> [EXERCISE GOAL] Gather every line below where "when" appears.

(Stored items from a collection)

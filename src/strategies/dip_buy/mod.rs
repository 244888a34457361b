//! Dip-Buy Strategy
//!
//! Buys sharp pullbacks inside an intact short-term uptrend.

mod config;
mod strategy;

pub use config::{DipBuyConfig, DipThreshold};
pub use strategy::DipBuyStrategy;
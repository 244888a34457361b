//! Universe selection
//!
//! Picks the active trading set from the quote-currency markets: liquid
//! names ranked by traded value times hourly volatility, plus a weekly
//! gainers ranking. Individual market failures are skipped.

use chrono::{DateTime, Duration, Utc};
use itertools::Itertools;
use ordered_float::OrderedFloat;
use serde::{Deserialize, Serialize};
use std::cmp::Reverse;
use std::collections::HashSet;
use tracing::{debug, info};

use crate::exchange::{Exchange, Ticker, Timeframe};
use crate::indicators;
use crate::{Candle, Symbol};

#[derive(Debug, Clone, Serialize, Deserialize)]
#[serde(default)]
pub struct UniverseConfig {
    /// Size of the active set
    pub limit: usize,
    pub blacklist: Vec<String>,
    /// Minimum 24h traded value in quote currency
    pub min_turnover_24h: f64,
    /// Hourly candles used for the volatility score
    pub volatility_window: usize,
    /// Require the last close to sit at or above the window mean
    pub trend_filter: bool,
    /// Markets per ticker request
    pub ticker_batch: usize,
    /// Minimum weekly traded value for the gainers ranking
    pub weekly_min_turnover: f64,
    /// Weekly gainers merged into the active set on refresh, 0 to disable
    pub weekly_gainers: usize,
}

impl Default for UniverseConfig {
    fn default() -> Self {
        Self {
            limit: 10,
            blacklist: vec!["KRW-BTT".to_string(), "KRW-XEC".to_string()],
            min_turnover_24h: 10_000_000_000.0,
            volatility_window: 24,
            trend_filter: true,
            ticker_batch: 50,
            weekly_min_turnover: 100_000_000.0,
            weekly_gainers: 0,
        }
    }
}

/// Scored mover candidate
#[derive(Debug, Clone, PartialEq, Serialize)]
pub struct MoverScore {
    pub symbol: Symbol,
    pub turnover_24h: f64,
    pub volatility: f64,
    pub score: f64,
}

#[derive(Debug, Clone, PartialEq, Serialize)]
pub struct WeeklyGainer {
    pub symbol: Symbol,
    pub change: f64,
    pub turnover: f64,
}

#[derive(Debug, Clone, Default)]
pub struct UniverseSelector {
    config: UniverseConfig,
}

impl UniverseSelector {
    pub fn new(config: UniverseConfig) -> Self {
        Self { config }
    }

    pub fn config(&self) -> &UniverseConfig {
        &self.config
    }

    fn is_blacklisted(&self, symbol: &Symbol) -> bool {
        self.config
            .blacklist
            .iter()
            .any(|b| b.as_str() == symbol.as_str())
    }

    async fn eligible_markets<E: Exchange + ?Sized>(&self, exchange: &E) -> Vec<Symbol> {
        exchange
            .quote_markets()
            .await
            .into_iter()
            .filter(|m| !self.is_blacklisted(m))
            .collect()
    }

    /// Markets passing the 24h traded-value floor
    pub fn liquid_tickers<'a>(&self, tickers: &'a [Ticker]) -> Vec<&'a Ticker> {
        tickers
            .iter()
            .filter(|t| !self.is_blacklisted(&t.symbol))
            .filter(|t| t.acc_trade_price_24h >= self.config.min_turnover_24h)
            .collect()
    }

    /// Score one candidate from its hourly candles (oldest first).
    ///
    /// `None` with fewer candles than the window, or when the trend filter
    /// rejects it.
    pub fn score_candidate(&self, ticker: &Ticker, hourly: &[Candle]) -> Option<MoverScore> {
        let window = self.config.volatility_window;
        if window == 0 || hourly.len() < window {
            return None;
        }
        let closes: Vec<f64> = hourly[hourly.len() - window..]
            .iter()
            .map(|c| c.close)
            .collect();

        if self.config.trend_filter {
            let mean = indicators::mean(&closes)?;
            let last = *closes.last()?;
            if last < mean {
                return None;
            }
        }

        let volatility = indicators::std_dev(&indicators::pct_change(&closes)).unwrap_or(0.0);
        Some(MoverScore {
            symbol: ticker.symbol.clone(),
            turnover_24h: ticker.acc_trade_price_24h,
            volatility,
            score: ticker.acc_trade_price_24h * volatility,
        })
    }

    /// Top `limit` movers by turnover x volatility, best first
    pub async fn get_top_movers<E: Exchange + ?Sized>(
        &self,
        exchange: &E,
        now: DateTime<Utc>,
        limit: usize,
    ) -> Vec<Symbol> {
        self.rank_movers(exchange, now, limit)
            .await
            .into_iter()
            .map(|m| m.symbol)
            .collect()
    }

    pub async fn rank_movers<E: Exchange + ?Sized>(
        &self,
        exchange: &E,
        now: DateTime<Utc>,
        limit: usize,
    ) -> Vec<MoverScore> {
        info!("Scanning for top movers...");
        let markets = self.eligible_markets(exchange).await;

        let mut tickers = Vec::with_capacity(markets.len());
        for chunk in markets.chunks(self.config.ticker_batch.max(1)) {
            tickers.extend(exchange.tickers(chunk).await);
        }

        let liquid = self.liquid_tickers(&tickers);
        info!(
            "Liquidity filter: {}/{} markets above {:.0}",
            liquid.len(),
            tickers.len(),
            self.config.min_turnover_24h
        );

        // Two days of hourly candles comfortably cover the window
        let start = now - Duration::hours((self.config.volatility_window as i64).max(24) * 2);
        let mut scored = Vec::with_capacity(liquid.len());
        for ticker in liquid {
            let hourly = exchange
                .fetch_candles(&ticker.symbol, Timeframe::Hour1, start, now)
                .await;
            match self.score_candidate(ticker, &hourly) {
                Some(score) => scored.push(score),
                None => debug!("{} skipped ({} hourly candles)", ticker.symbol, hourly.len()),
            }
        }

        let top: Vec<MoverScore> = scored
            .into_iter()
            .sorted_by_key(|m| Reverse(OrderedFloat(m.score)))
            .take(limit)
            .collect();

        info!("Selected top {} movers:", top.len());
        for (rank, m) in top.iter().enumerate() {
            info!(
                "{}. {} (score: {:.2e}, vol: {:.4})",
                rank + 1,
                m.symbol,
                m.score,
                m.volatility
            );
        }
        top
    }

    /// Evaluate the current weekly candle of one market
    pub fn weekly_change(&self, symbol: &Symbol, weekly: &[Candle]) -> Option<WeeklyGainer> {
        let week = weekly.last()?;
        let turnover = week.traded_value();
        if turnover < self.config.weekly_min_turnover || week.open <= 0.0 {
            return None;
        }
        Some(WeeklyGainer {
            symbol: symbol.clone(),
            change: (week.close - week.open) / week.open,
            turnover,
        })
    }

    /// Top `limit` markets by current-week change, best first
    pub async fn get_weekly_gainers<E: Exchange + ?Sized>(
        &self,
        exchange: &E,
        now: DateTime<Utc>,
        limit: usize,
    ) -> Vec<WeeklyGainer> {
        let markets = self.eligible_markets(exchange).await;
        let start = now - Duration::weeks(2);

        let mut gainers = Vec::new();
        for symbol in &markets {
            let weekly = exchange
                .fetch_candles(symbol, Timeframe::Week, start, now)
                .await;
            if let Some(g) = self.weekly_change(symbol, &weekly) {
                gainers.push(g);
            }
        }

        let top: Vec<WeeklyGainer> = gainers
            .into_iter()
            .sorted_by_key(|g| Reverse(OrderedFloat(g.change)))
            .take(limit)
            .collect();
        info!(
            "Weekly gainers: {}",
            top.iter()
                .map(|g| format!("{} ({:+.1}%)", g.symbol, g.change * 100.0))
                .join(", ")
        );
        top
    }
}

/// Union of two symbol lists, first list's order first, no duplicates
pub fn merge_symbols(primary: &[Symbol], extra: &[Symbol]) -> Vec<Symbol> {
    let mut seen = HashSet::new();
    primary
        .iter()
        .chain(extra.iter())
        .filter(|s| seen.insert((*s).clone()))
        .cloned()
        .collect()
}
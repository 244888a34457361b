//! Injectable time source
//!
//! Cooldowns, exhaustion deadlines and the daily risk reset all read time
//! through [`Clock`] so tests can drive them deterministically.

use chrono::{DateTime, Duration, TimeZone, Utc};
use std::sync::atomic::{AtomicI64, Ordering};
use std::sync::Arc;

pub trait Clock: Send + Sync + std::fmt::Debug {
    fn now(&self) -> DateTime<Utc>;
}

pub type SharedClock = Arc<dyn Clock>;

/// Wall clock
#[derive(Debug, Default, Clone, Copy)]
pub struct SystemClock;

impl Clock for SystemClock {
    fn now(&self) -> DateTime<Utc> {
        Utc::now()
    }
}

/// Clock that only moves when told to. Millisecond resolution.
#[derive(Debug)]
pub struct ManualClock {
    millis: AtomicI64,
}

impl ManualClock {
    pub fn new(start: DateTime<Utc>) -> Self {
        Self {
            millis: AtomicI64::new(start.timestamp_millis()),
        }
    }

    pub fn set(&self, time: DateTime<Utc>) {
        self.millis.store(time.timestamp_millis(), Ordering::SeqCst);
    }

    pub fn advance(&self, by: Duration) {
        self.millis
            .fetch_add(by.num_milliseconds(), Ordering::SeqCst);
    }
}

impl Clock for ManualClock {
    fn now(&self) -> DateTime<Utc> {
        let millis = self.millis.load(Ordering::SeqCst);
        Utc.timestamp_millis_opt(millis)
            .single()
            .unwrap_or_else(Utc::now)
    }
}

> [ANSWER FOR THIS EXERCISE]
    /// `None` with fewer candles than the window, or when the trend filter
/// Clock that only moves when told to. Millisecond resolution.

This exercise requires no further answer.